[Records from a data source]
========================================

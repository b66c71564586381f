//! Shared database types and utilities.
//!
//! Provides `DatabaseError`, `unix_timestamp()`, SQLite pool creation
//! helpers, and the base64 encoding used for subscription payloads.

use std::path::Path;
use std::str::FromStr;
use std::time::{SystemTime, UNIX_EPOCH};

use sqlx::sqlite::{SqliteConnectOptions, SqlitePoolOptions};
use sqlx::{Pool, Sqlite};
use tracing::info;

/// Database errors shared across Subgate storage layers.
#[derive(Debug, thiserror::Error)]
pub enum DatabaseError {
    #[error("I/O error: {0}")]
    Io(String),

    #[error("Connection error: {0}")]
    Connection(String),

    #[error("Migration error: {0}")]
    Migration(String),

    #[error("Query error: {0}")]
    Query(String),

    #[error("Not found: {0}")]
    NotFound(String),
}

impl From<sqlx::Error> for DatabaseError {
    fn from(e: sqlx::Error) -> Self {
        Self::Query(e.to_string())
    }
}

/// Open (or create) a `SQLite` connection pool at the given file path.
///
/// Creates the parent directory if it does not exist, enables WAL journal
/// mode, foreign keys, and sets a 5-second busy timeout.
pub async fn open_pool(path: &Path) -> Result<Pool<Sqlite>, DatabaseError> {
    if let Some(parent) = path.parent() {
        std::fs::create_dir_all(parent).map_err(|e| DatabaseError::Io(e.to_string()))?;
    }

    let options = SqliteConnectOptions::from_str(&format!("sqlite:{}?mode=rwc", path.display()))
        .map_err(|e| DatabaseError::Connection(e.to_string()))?
        .journal_mode(sqlx::sqlite::SqliteJournalMode::Wal)
        .foreign_keys(true)
        .busy_timeout(std::time::Duration::from_secs(5));

    let pool = SqlitePoolOptions::new()
        .max_connections(5)
        .connect_with(options)
        .await
        .map_err(|e| DatabaseError::Connection(e.to_string()))?;

    info!(path = %path.display(), "Database opened");

    Ok(pool)
}

/// Open an in-memory `SQLite` connection pool (for testing).
pub async fn open_pool_in_memory() -> Result<Pool<Sqlite>, DatabaseError> {
    let options = SqliteConnectOptions::from_str("sqlite::memory:")
        .map_err(|e| DatabaseError::Connection(e.to_string()))?
        .journal_mode(sqlx::sqlite::SqliteJournalMode::Wal)
        .foreign_keys(true);

    let pool = SqlitePoolOptions::new()
        .max_connections(1)
        .connect_with(options)
        .await
        .map_err(|e| DatabaseError::Connection(e.to_string()))?;

    Ok(pool)
}

/// Returns the current time as a Unix timestamp (seconds since epoch).
#[allow(clippy::cast_possible_wrap)]
pub fn unix_timestamp() -> i64 {
    SystemTime::now()
        .duration_since(UNIX_EPOCH)
        .unwrap_or_default()
        .as_secs() as i64
}

const BASE64_CHARS: &[u8] = b"ABCDEFGHIJKLMNOPQRSTUVWXYZabcdefghijklmnopqrstuvwxyz0123456789+/";

/// Base64-encode raw subscription bytes (standard alphabet, padded).
pub fn base64_encode(data: &[u8]) -> String {
    let mut out = String::with_capacity(data.len().div_ceil(3) * 4);

    for chunk in data.chunks(3) {
        let mut n = u32::from(chunk[0]) << 16;
        if let Some(&b) = chunk.get(1) {
            n |= u32::from(b) << 8;
        }
        if let Some(&b) = chunk.get(2) {
            n |= u32::from(b);
        }

        out.push(BASE64_CHARS[(n >> 18 & 0x3F) as usize] as char);
        out.push(BASE64_CHARS[(n >> 12 & 0x3F) as usize] as char);
        out.push(if chunk.len() > 1 {
            BASE64_CHARS[(n >> 6 & 0x3F) as usize] as char
        } else {
            '='
        });
        out.push(if chunk.len() > 2 {
            BASE64_CHARS[(n & 0x3F) as usize] as char
        } else {
            '='
        });
    }

    out
}

/// Decode a base64 subscription payload back to raw bytes.
pub fn base64_decode(input: &str) -> Result<Vec<u8>, String> {
    #[allow(clippy::cast_possible_truncation)]
    const DECODE: [u8; 128] = {
        let mut table = [255u8; 128];
        let mut i = 0;
        while i < 64 {
            table[BASE64_CHARS[i] as usize] = i as u8;
            i += 1;
        }
        table
    };

    let input = input.trim_end_matches('=');
    if input.len() % 4 == 1 {
        return Err("Invalid base64 length".to_string());
    }
    let mut out = Vec::with_capacity(input.len() * 3 / 4);

    for chunk in input.as_bytes().chunks(4) {
        let mut n: u32 = 0;
        for (i, &b) in chunk.iter().enumerate() {
            if b as usize >= 128 || DECODE[b as usize] == 255 {
                return Err(format!("Invalid base64 character: {}", b as char));
            }
            n |= u32::from(DECODE[b as usize]) << (18 - i * 6);
        }

        out.push((n >> 16 & 0xFF) as u8);
        if chunk.len() > 2 {
            out.push((n >> 8 & 0xFF) as u8);
        }
        if chunk.len() > 3 {
            out.push((n & 0xFF) as u8);
        }
    }

    Ok(out)
}

#[cfg(test)]
mod tests {
    use super::*;

    #[test]
    fn roundtrip_base64() {
        let data = b"vless://example-subscription-config";
        let encoded = base64_encode(data);
        let decoded = base64_decode(&encoded).unwrap();
        assert_eq!(decoded, data);
    }

    #[test]
    fn base64_empty() {
        assert_eq!(base64_encode(b""), "");
        assert_eq!(base64_decode("").unwrap(), Vec::<u8>::new());
    }

    #[test]
    fn base64_padding() {
        // 1 byte -> 4 chars with == padding
        let encoded = base64_encode(b"A");
        assert!(encoded.ends_with("=="));
        assert_eq!(base64_decode(&encoded).unwrap(), b"A");

        // 2 bytes -> 4 chars with = padding
        let encoded = base64_encode(b"AB");
        assert!(encoded.ends_with('='));
        assert_eq!(base64_decode(&encoded).unwrap(), b"AB");
    }

    #[test]
    fn base64_rejects_garbage() {
        assert!(base64_decode("a").is_err());
        assert!(base64_decode("!!!!").is_err());
    }

    #[test]
    fn unix_timestamp_is_reasonable() {
        let ts = unix_timestamp();
        // Should be after 2024-01-01
        assert!(ts > 1_704_067_200);
    }

    #[tokio::test]
    async fn open_pool_creates_parent_dirs() {
        let dir = tempfile::tempdir().unwrap();
        let path = dir.path().join("nested").join("subgate.db");
        let pool = open_pool(&path).await.unwrap();
        assert!(path.exists());
        pool.close().await;
    }

    #[tokio::test]
    async fn open_pool_in_memory_works() {
        let pool = open_pool_in_memory().await.unwrap();
        pool.close().await;
    }
}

========================================

Work request>
From the first line of the records above down to the line containing "if let Some(parent)", repeat each line exactly as written. Include both of those lines and add nothing.

Response for this exercise>
repository b66c71564586381f
//! Shared database types and utilities.
//!
//! Provides `DatabaseError`, `unix_timestamp()`, SQLite pool creation
//! helpers, and the base64 encoding used for subscription payloads.

use std::path::Path;
use std::str::FromStr;
use std::time::{SystemTime, UNIX_EPOCH};

use sqlx::sqlite::{SqliteConnectOptions, SqlitePoolOptions};
use sqlx::{Pool, Sqlite};
use tracing::info;

/// Database errors shared across Subgate storage layers.
#[derive(Debug, thiserror::Error)]
pub enum DatabaseError {
    #[error("I/O error: {0}")]
    Io(String),

    #[error("Connection error: {0}")]
    Connection(String),

    #[error("Migration error: {0}")]
    Migration(String),

    #[error("Query error: {0}")]
    Query(String),

    #[error("Not found: {0}")]
    NotFound(String),
}

impl From<sqlx::Error> for DatabaseError {
    fn from(e: sqlx::Error) -> Self {
        Self::Query(e.to_string())
    }
}

/// Open (or create) a `SQLite` connection pool at the given file path.
///
/// Creates the parent directory if it does not exist, enables WAL journal
/// mode, foreign keys, and sets a 5-second busy timeout.
pub async fn open_pool(path: &Path) -> Result<Pool<Sqlite>, DatabaseError> {
    if let Some(parent) = path.parent() {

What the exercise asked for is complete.